I think alot of you are missing the point.  The problem in TO is not a gun control issue.  As long as criminals exist, guns will be their tools.  The issue is the fact that for the last fifteen years, the people of Toronto have been screaming "racism" whenever a cop rolled onto the block.  It got to the point where two gangs could be fighting, and when the POPO showed up, they would turn on them.  This led to the FIDO call---Fuck It Drive On.  If coppers would pull up on a call involving obviously gang related parties ie) from their gang banger uniforms, then they would roll on and say "f_ck it".  Because, if they stopped and tried to help, the gangs would drop their differences and turn on the Police.  The "Leaders" of the Black community (can you say Dudley Laws) have worked dilligently for ten to fifteen years to create a political jug f_ck that ties the hands of the Police and makes an environment of permissiveness for the gang memebers.  If that community fought for that long to keep Police out of their affairs, then when their own community starts shooting itself up, then fuck them.  They reap the rewards that they worked for for so long.  Boo Friggin Hoo.  Eventually  they will run out of motivated individuals (criminals have a terribly short attention span) and things will die down.  What matters is will the Toronto Police have the political backing to do the job that the City needs?


----------



## Old Ranger (8 Dec 2005)

"Cut the head off the Snake"  who said that ???


----------



## FastEddy (8 Dec 2005)

zipperhead_cop said:
			
		

> I think alot of you are missing the point.   The problem in TO is not a gun control issue.   As long as criminals exist, guns will be their tools.   The issue is the fact that for the last fifteen years, the people of Toronto have been screaming "racism" whenever a cop rolled onto the block.   It got to the point where two gangs could be fighting, and when the POPO showed up, they would turn on them.   This led to the FIDO call---frig It Drive On.   If coppers would pull up on a call involving obviously gang related parties ie) from their gang banger uniforms, then they would roll on and say "f_ck it".   Because, if they stopped and tried to help, the gangs would drop their differences and turn on the Police.   The "Leaders" of the Black community (can you say Dudley Laws) have worked dilligently for ten to fifteen years to create a political jug f_ck that ties the hands of the Police and makes an environment of permissiveness for the gang memebers.   If that community fought for that long to keep Police out of their affairs, then when their own community starts shooting itself up, then frig them.   They reap the rewards that they worked for for so long.   Boo Friggin Hoo.   Eventually   they will run out of motivated individuals (criminals have a terribly short attention span) and things will die down.   What matters is will the Toronto Police have the political backing to do the job that the City needs?
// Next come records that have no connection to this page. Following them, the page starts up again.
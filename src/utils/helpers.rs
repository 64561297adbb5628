//! Utility functions for qabench.

use std::fs;
use std::path::{Path, PathBuf};

use anyhow::{Context, Result};
use serde::Serialize;

/// Language tags recognised as filename suffixes.
pub const KNOWN_LANGS: [&str; 2] = ["en", "no"];

/// Separators that have historically preceded the language suffix.
const LANG_SEPARATORS: [char; 3] = ['-', '_', ':'];

/// Ensure a directory exists, creating it if necessary.
pub fn ensure_dir(path: impl AsRef<Path>) -> Result<PathBuf> {
    let path = path.as_ref().to_path_buf();
    fs::create_dir_all(&path).with_context(|| format!("Cannot create directory {}", path.display()))?;
    Ok(path)
}

/// Serialize `value` as pretty JSON and write it atomically (temp file + rename).
///
/// A trailing newline is appended so files stay diff-friendly.
pub fn write_json_atomic<T: Serialize + ?Sized>(path: &Path, value: &T) -> Result<()> {
    let mut content = serde_json::to_string_pretty(value)
        .with_context(|| format!("Cannot serialize {}", path.display()))?;
    content.push('\n');
    write_atomic(path, &content)
}

/// Write text atomically: write to `<path>.tmp`, then rename over `path`.
pub fn write_atomic(path: &Path, content: &str) -> Result<()> {
    if let Some(parent) = path.parent() {
        if !parent.as_os_str().is_empty() {
            ensure_dir(parent)?;
        }
    }
    let mut tmp_name = path.as_os_str().to_os_string();
    tmp_name.push(".tmp");
    let tmp = PathBuf::from(tmp_name);
    fs::write(&tmp, content).with_context(|| format!("Cannot write to {}", tmp.display()))?;
    fs::rename(&tmp, path)
        .with_context(|| format!("Cannot rename {} → {}", tmp.display(), path.display()))?;
    Ok(())
}

/// Strip a provider/org prefix from a model id (`openai/gpt-oss-120b` → `gpt-oss-120b`).
pub fn model_file_component(model: &str) -> &str {
    match model.rfind('/') {
        Some(i) => &model[i + 1..],
        None => model,
    }
}

/// The shared `<model>-<lang>` stem of an answers file and its log.
pub fn result_stem(model: &str, lang: &str) -> String {
    format!("{}-{}", model_file_component(model), lang)
}

/// Split a result file stem into `(model, lang)`.
///
/// Accepts `-`, `_` and `:` before the language suffix. Returns `None` when
/// the stem has no recognised language suffix.
pub fn split_model_lang(stem: &str) -> Option<(&str, &str)> {
    for lang in KNOWN_LANGS {
        let Some(head) = stem.strip_suffix(lang) else {
            continue;
        };
        let Some(model) = head.strip_suffix(&LANG_SEPARATORS[..]) else {
            continue;
        };
        if !model.is_empty() {
            return Some((model, lang));
        }
    }
    None
}

/// Find the largest byte index `<= idx` that lies on a UTF-8 char boundary.
pub fn floor_char_boundary(s: &str, idx: usize) -> usize {
    if idx >= s.len() {
        return s.len();
    }
    let mut i = idx;
    while !s.is_char_boundary(i) && i > 0 {
        i -= 1;
    }
    i
}

/// Truncate a string to max length, adding a suffix if truncated.
pub fn truncate_string(s: &str, max_len: usize) -> String {
    let suffix = "...";
    if s.len() <= max_len {
        return s.to_string();
    }
    if max_len <= suffix.len() {
        let end = floor_char_boundary(s, max_len);
        return s[..end].to_string();
    }
    let end = floor_char_boundary(s, max_len - suffix.len());
    let mut result = s[..end].to_string();
    result.push_str(suffix);
    result
}

/// List files in `dir` with the given extension, sorted by name.
pub fn list_files_with_ext(dir: &Path, ext: &str) -> Result<Vec<PathBuf>> {
    let entries =
        fs::read_dir(dir).with_context(|| format!("Cannot read directory {}", dir.display()))?;
    let mut files: Vec<PathBuf> = entries
        .flatten()
        .map(|e| e.path())
        .filter(|p| p.is_file() && p.extension().and_then(|s| s.to_str()) == Some(ext))
        .collect();
    files.sort();
    Ok(files)
}

#[cfg(test)]
mod tests {
    use super::*;

    #[test]
    fn test_write_atomic_creates_parents() {
        let dir = tempfile::tempdir().unwrap();
        let path = dir.path().join("a/b/out.txt");
        write_atomic(&path, "hi").unwrap();
        assert_eq!(fs::read_to_string(&path).unwrap(), "hi");
        assert!(!dir.path().join("a/b/out.txt.tmp").exists());
    }

    #[test]
    fn test_write_atomic_reports_blocked_parent() {
        let dir = tempfile::tempdir().unwrap();
        let blocker = dir.path().join("results");
        fs::write(&blocker, "not a directory").unwrap();
        let err = write_atomic(&blocker.join("run.json"), "{}").unwrap_err();
        assert!(format!("{:#}", err).contains("Cannot create directory"));
        assert!(ensure_dir(&blocker).is_err());
    }

    #[test]
    fn test_result_stem_strips_org_prefix() {
        assert_eq!(result_stem("openai/gpt-oss-120b", "en"), "gpt-oss-120b-en");
        assert_eq!(result_stem("qwen3:8b", "no"), "qwen3:8b-no");
    }

    #[test]
    fn test_split_model_lang_separators() {
        assert_eq!(split_model_lang("qwen3:8b-en"), Some(("qwen3:8b", "en")));
        assert_eq!(split_model_lang("qwen3:8b_no"), Some(("qwen3:8b", "no")));
        assert_eq!(split_model_lang("norwai-mixtral-8x7b:en"), Some(("norwai-mixtral-8x7b", "en")));
    }

    #[test]
    fn test_split_model_lang_rejects_bare_or_unknown() {
        assert_eq!(split_model_lang("en"), None);
        assert_eq!(split_model_lang("-en"), None);
        assert_eq!(split_model_lang("llama3.1:8b"), None);
        assert_eq!(split_model_lang("model-de"), None);
        assert_eq!(split_model_lang("modelen"), None);
    }

    #[test]
    fn test_write_json_atomic_replaces_and_cleans_tmp() {
        let dir = tempfile::tempdir().unwrap();
        let path = dir.path().join("out.json");
        write_json_atomic(&path, &serde_json::json!({"a": 1})).unwrap();
        write_json_atomic(&path, &serde_json::json!({"a": 2})).unwrap();

        let text = fs::read_to_string(&path).unwrap();
        assert!(text.ends_with('\n'));
        let v: serde_json::Value = serde_json::from_str(&text).unwrap();
        assert_eq!(v["a"], 2);
        assert!(!dir.path().join("out.json.tmp").exists());
    }

    #[test]
    fn test_list_files_with_ext_sorted() {
        let dir = tempfile::tempdir().unwrap();
        fs::write(dir.path().join("b.json"), "[]").unwrap();
        fs::write(dir.path().join("a.json"), "[]").unwrap();
        fs::write(dir.path().join("a.log"), "{}").unwrap();
        let files = list_files_with_ext(dir.path(), "json").unwrap();
        let names: Vec<_> = files
            .iter()
            .map(|p| p.file_name().unwrap().to_string_lossy().to_string())
            .collect();
        assert_eq!(names, vec!["a.json", "b.json"]);
    }

    #[test]
    fn test_truncate_long_string() {
        assert_eq!(truncate_string("hello world", 8), "hello...");
        assert_eq!(truncate_string("hello", 10), "hello");
    }

    #[test]
    fn test_truncate_string_multibyte() {
        let t = truncate_string("Østfold fylke", 5);
        assert!(t.ends_with("..."));
    }
}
Excellent obsevation reminds me of a incident, while investigating a Armed 7/11 Robbery committed by two Black youths. On questioning one of the Suspects Parents at their Residence, the Suspects mother protested quite  loudly and vehemently  "Why are you dumb ?ss Cops always picking on us poor black folks".  After leaving, a plain clothes team staked out the residence. Latter that night, the Suspect was apprehended whilst leaving his parents residence. He and the other Suspect were arrested ,charged and found guilty. I guess what we did could be considered Racial Profiling.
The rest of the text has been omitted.